SUPPLIED MATERIAL
────────────────────────────────────────

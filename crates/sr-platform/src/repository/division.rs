//! Division Repository

use std::collections::HashMap;

use chrono::Utc;
use sqlx::sqlite::SqliteRow;
use sqlx::{Row, SqlitePool};

use crate::domain::Division;
use crate::error::Result;
use crate::repository::named_column;
use crate::repository::show_class::{load_classes_for_division, load_classes_for_show};

const SELECT_DIVISION: &str = r#"
    SELECT id, name, description, division_type, sort_order, show_id,
           created_at, updated_at, is_deleted
    FROM divisions
    WHERE is_deleted = 0
"#;

pub struct DivisionRepository {
    pool: SqlitePool,
}

impl DivisionRepository {
    pub fn new(pool: &SqlitePool) -> Self {
        Self { pool: pool.clone() }
    }

    pub async fn insert(&self, division: &Division) -> Result<i64> {
        let result = sqlx::query(
            r#"
            INSERT INTO divisions (name, description, division_type, sort_order, show_id, created_at, is_deleted)
            VALUES (?, ?, ?, ?, ?, ?, 0)
            "#,
        )
        .bind(&division.name)
        .bind(&division.description)
        .bind(division.division_type.as_str())
        .bind(division.sort_order)
        .bind(division.show_id)
        .bind(division.created_at)
        .execute(&self.pool)
        .await?;

        Ok(result.last_insert_rowid())
    }

    /// Division with its classes
    pub async fn find_by_id(&self, id: i64) -> Result<Option<Division>> {
        let sql = format!("{} AND id = ?", SELECT_DIVISION);
        let row = sqlx::query(&sql)
            .bind(id)
            .fetch_optional(&self.pool)
            .await?;

        let Some(mut division) = row.as_ref().map(map_division).transpose()? else {
            return Ok(None);
        };
        division.classes = load_classes_for_division(&self.pool, division.id).await?;
        Ok(Some(division))
    }

    pub async fn find_by_name(&self, name: &str) -> Result<Option<Division>> {
        let sql = format!("{} AND name = ? ORDER BY id LIMIT 1", SELECT_DIVISION);
        let row = sqlx::query(&sql)
            .bind(name)
            .fetch_optional(&self.pool)
            .await?;
        row.as_ref().map(map_division).transpose()
    }

    /// Divisions of a show ordered by sort order then name, classes included
    pub async fn find_by_show_id(&self, show_id: i64) -> Result<Vec<Division>> {
        load_divisions_for_show(&self.pool, show_id).await
    }

    pub async fn exists(&self, id: i64) -> Result<bool> {
        let count: i64 = sqlx::query_scalar("SELECT COUNT(*) FROM divisions WHERE id = ? AND is_deleted = 0")
            .bind(id)
            .fetch_one(&self.pool)
            .await?;
        Ok(count > 0)
    }

    pub async fn update(&self, division: &Division) -> Result<bool> {
        let result = sqlx::query(
            r#"
            UPDATE divisions SET
                name = ?, description = ?, division_type = ?, sort_order = ?, show_id = ?, updated_at = ?
            WHERE id = ? AND is_deleted = 0
            "#,
        )
        .bind(&division.name)
        .bind(&division.description)
        .bind(division.division_type.as_str())
        .bind(division.sort_order)
        .bind(division.show_id)
        .bind(division.updated_at.unwrap_or_else(Utc::now))
        .bind(division.id)
        .execute(&self.pool)
        .await?;

        Ok(result.rows_affected() > 0)
    }

    pub async fn soft_delete(&self, id: i64) -> Result<bool> {
        let result = sqlx::query("UPDATE divisions SET is_deleted = 1, updated_at = ? WHERE id = ? AND is_deleted = 0")
            .bind(Utc::now())
            .bind(id)
            .execute(&self.pool)
            .await?;
        Ok(result.rows_affected() > 0)
    }
}

pub(crate) async fn load_divisions_for_show(pool: &SqlitePool, show_id: i64) -> Result<Vec<Division>> {
    let sql = format!("{} AND show_id = ? ORDER BY sort_order, name", SELECT_DIVISION);
    let rows = sqlx::query(&sql).bind(show_id).fetch_all(pool).await?;
    let mut divisions = rows.iter().map(map_division).collect::<Result<Vec<_>>>()?;

    let mut by_division: HashMap<i64, Vec<_>> = HashMap::new();
    for class in load_classes_for_show(pool, show_id).await? {
        by_division.entry(class.division_id).or_default().push(class);
    }
    for division in &mut divisions {
        division.classes = by_division.remove(&division.id).unwrap_or_default();
    }

    Ok(divisions)
}

fn map_division(row: &SqliteRow) -> Result<Division> {
    Ok(Division {
        id: row.try_get("id")?,
        name: row.try_get("name")?,
        description: row.try_get("description")?,
        division_type: named_column(row, "division_type")?,
        sort_order: row.try_get("sort_order")?,
        show_id: row.try_get("show_id")?,
        classes: Vec::new(),
        created_at: row.try_get("created_at")?,
        updated_at: row.try_get("updated_at")?,
        is_deleted: row.try_get("is_deleted")?,
    })
}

────────────────────────────────────────

WHAT YOU NEED TO DO
What lines in the listing contain "description"? Copy them all.

RESPONSE
    SELECT id, name, description, division_type, sort_order, show_id,
            INSERT INTO divisions (name, description, division_type, sort_order, show_id, created_at, is_deleted)
        .bind(&division.description)
                name = ?, description = ?, division_type = ?, sort_order = ?, show_id = ?, updated_at = ?
        .bind(&division.description)
        description: row.try_get("description")?,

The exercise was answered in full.